┌──
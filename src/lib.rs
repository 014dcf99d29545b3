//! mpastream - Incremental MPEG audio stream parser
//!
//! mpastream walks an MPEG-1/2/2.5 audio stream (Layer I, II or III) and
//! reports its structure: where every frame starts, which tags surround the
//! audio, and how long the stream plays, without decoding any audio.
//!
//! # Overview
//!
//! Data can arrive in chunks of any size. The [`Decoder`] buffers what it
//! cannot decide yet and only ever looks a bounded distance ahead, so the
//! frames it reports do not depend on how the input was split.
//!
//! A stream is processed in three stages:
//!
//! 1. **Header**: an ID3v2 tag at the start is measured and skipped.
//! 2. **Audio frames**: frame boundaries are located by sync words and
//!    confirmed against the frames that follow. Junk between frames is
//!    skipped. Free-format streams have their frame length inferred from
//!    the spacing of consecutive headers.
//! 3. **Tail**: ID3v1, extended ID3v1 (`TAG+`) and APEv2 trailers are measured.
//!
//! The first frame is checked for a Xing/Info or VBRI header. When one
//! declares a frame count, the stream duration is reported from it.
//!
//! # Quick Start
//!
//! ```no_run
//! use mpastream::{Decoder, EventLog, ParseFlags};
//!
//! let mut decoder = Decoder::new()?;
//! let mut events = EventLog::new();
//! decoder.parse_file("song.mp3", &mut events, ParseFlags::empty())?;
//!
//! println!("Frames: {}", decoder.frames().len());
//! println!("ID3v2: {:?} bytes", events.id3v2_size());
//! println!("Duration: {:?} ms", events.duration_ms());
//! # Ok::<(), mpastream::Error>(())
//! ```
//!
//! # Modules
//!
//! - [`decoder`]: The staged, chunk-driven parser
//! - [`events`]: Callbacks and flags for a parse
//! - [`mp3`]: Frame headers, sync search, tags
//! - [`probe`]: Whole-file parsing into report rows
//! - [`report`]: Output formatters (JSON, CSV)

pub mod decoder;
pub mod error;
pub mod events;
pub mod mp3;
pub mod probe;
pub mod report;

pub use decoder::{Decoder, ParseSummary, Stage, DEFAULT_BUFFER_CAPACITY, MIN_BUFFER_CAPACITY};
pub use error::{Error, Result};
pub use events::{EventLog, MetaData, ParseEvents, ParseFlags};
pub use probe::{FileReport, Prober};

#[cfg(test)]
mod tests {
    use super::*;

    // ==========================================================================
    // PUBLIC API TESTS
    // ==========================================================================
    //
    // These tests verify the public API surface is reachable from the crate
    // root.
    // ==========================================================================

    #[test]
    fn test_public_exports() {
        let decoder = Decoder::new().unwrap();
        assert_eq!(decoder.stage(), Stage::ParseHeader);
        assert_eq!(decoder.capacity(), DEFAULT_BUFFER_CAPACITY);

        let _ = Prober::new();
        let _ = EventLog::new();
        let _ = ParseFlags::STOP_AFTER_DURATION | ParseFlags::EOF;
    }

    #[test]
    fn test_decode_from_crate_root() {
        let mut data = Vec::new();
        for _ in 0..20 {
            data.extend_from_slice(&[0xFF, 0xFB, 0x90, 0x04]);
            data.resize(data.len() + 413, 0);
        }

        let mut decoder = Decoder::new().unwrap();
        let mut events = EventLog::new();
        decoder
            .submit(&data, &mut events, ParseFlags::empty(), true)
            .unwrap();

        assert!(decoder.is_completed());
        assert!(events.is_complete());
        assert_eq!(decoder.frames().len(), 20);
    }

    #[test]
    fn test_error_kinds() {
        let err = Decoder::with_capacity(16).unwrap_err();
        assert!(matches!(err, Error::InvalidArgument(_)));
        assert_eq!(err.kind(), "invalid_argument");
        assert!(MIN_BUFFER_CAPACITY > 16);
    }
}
└──
┌──
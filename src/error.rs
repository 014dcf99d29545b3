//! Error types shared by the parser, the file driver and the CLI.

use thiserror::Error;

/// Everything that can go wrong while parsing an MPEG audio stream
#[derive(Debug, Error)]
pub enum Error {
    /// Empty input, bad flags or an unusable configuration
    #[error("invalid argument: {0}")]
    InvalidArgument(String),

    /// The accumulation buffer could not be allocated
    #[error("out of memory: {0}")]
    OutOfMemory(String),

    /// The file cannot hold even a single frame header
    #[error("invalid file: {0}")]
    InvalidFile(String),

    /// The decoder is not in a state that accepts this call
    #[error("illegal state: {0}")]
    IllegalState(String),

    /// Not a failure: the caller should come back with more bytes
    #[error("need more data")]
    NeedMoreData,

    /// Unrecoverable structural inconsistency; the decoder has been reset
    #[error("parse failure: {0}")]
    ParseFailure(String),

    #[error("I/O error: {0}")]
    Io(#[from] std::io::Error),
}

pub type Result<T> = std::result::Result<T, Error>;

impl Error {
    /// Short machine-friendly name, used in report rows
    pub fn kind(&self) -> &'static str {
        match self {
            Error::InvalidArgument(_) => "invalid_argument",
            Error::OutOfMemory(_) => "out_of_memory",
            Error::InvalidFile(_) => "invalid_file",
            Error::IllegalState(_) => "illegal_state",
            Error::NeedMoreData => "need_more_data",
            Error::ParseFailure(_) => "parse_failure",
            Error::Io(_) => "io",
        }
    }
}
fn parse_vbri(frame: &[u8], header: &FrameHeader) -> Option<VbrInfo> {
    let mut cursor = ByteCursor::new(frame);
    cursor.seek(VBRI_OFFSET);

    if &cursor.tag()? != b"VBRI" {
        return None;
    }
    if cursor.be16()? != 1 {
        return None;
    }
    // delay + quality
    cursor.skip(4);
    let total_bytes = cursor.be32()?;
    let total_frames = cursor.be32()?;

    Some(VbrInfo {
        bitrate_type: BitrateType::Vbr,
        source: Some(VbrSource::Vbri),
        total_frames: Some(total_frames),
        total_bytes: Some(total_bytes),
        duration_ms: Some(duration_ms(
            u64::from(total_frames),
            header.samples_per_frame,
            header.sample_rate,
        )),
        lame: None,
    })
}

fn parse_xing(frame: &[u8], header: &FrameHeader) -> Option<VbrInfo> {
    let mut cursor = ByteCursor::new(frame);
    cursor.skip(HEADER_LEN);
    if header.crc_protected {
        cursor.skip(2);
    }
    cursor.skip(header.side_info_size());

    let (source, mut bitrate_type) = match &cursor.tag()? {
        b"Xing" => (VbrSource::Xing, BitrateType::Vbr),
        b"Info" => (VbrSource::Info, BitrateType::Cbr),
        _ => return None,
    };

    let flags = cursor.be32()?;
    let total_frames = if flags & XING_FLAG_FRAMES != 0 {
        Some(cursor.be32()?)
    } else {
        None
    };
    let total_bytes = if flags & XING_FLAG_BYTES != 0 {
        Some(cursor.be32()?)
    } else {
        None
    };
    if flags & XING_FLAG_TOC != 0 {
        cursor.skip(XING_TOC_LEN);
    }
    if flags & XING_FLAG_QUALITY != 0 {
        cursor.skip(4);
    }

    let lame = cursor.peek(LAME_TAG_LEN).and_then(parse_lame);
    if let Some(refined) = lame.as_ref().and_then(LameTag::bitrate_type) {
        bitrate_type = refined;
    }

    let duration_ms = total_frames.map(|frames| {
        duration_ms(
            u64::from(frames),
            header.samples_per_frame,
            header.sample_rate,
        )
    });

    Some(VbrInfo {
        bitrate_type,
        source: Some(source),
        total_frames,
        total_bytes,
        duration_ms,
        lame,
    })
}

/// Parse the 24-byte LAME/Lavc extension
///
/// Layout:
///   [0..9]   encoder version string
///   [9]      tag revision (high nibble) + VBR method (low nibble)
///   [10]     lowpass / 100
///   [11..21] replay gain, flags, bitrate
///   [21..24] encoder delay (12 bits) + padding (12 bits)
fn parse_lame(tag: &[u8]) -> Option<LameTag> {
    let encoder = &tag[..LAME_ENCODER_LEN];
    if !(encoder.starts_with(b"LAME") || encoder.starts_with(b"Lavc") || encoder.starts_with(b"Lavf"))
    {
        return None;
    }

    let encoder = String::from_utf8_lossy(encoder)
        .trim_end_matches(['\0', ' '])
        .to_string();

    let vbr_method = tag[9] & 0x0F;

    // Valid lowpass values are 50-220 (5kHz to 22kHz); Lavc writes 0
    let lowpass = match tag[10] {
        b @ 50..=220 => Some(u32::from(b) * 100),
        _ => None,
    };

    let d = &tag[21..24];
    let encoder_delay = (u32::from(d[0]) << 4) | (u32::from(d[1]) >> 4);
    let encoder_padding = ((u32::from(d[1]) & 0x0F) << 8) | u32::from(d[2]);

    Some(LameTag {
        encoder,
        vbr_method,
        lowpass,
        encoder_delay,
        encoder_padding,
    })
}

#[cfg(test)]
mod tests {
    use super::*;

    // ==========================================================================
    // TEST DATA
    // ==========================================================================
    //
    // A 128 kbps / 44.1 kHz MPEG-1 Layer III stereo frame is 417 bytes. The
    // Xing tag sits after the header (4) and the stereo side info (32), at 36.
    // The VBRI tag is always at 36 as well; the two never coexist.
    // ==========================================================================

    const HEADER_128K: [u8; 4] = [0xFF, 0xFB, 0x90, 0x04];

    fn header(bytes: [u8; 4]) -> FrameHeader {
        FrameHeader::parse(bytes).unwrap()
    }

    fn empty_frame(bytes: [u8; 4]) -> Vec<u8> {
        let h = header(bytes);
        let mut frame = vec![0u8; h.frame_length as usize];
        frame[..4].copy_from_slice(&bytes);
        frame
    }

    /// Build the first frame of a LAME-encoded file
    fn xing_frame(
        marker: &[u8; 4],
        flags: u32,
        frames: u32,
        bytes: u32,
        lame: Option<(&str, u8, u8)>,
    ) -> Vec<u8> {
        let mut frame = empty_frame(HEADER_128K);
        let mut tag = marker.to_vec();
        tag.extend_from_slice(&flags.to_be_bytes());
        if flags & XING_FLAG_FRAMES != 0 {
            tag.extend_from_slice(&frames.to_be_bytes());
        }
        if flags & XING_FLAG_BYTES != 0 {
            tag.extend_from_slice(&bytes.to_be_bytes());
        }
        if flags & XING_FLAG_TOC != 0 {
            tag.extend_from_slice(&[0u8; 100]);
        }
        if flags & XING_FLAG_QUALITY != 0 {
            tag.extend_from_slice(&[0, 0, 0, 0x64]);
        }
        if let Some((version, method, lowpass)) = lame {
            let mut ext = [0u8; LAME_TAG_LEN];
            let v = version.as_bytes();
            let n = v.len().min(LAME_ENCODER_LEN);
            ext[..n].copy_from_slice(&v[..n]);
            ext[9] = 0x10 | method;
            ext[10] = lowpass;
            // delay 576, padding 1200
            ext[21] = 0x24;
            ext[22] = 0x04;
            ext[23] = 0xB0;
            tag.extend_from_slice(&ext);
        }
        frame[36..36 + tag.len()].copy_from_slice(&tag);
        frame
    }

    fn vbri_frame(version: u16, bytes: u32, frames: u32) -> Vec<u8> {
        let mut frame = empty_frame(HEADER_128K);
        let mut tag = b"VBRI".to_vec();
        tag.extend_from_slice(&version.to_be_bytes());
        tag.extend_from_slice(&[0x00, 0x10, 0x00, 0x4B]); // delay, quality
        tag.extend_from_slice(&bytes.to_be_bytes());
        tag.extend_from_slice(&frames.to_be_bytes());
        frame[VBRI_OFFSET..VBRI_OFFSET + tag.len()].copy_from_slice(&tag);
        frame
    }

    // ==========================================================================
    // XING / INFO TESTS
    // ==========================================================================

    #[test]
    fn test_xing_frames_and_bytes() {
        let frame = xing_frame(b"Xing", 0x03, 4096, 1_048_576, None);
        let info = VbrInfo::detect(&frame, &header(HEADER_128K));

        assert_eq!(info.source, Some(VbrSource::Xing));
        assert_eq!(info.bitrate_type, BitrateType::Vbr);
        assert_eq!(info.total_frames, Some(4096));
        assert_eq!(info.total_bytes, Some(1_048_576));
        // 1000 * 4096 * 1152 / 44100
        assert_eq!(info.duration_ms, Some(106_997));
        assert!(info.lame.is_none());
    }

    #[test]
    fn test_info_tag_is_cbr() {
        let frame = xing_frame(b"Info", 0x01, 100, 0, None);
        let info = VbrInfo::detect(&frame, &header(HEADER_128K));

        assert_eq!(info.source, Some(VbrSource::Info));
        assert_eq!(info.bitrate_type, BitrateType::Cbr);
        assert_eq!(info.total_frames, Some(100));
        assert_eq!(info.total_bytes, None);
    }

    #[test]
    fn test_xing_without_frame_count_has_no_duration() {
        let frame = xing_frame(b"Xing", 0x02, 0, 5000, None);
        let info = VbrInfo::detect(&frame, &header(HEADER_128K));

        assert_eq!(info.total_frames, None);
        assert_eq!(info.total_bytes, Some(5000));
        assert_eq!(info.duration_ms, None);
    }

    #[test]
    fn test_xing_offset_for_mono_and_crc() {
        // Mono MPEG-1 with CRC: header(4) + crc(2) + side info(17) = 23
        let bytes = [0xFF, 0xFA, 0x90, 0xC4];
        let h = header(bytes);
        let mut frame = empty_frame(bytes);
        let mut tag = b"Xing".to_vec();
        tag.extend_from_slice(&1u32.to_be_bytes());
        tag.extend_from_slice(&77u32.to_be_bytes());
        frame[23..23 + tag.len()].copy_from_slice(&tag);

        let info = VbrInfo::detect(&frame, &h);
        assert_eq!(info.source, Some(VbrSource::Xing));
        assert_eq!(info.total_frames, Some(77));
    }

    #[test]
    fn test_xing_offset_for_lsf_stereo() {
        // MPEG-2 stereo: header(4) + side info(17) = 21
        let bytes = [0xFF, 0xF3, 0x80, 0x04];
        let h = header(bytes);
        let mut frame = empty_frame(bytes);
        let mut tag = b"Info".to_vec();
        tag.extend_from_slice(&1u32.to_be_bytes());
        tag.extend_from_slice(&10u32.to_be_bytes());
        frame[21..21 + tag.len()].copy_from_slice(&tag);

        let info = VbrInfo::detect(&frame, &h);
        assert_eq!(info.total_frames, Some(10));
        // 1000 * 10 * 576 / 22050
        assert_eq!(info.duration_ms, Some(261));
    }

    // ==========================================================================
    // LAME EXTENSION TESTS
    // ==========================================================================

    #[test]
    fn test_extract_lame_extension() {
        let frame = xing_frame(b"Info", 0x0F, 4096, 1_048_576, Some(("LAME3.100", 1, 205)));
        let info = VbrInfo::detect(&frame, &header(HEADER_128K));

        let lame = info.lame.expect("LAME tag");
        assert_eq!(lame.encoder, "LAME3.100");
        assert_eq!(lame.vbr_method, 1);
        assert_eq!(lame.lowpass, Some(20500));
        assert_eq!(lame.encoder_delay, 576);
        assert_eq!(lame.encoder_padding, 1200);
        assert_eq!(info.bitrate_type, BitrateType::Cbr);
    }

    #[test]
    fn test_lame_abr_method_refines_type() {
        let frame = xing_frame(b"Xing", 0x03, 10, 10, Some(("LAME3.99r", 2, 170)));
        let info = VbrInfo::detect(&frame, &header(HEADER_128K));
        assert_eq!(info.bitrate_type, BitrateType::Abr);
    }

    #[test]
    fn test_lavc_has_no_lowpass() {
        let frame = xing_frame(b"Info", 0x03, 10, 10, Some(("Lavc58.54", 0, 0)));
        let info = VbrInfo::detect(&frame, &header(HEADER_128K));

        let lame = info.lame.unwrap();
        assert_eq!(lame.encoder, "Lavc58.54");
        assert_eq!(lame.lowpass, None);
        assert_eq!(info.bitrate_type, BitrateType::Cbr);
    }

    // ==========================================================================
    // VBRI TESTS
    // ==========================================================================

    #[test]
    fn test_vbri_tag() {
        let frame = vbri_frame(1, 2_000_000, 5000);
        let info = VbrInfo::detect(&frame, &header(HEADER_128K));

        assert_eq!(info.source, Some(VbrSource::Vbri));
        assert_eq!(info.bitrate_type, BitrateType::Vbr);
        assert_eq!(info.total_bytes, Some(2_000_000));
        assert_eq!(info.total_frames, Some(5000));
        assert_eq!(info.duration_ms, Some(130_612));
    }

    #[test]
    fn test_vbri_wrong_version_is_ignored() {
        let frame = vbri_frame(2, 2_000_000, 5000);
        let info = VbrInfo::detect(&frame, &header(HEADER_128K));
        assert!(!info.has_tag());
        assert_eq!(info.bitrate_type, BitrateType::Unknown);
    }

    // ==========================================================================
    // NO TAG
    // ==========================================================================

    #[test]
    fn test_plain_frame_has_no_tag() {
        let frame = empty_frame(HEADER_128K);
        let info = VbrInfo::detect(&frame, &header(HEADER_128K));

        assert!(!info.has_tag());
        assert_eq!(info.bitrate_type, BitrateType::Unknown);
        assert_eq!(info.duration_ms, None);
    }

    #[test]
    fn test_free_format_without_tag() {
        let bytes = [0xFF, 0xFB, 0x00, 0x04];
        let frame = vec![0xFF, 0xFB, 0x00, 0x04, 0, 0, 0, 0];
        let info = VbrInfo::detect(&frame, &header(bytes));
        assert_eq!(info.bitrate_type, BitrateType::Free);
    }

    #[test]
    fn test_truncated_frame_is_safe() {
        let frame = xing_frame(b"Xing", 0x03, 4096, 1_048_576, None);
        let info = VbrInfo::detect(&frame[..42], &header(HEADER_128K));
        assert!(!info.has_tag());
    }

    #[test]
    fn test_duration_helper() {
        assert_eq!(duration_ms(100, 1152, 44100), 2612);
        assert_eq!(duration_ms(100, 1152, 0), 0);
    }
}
└──
Whatever else the listing above holds, retype exactly only the lines from the one containing "filename src/lib.rs" to the one containing "of consecutive headers.", both ends kept.

Your solution:
filename src/lib.rs
repository 014dcf99d29545b3
//! mpastream - Incremental MPEG audio stream parser
//!
//! mpastream walks an MPEG-1/2/2.5 audio stream (Layer I, II or III) and
//! reports its structure: where every frame starts, which tags surround the
//! audio, and how long the stream plays, without decoding any audio.
//!
//! # Overview
//!
//! Data can arrive in chunks of any size. The [`Decoder`] buffers what it
//! cannot decide yet and only ever looks a bounded distance ahead, so the
//! frames it reports do not depend on how the input was split.
//!
//! A stream is processed in three stages:
//!
//! 1. **Header**: an ID3v2 tag at the start is measured and skipped.
//! 2. **Audio frames**: frame boundaries are located by sync words and
//!    confirmed against the frames that follow. Junk between frames is
//!    skipped. Free-format streams have their frame length inferred from
//!    the spacing of consecutive headers.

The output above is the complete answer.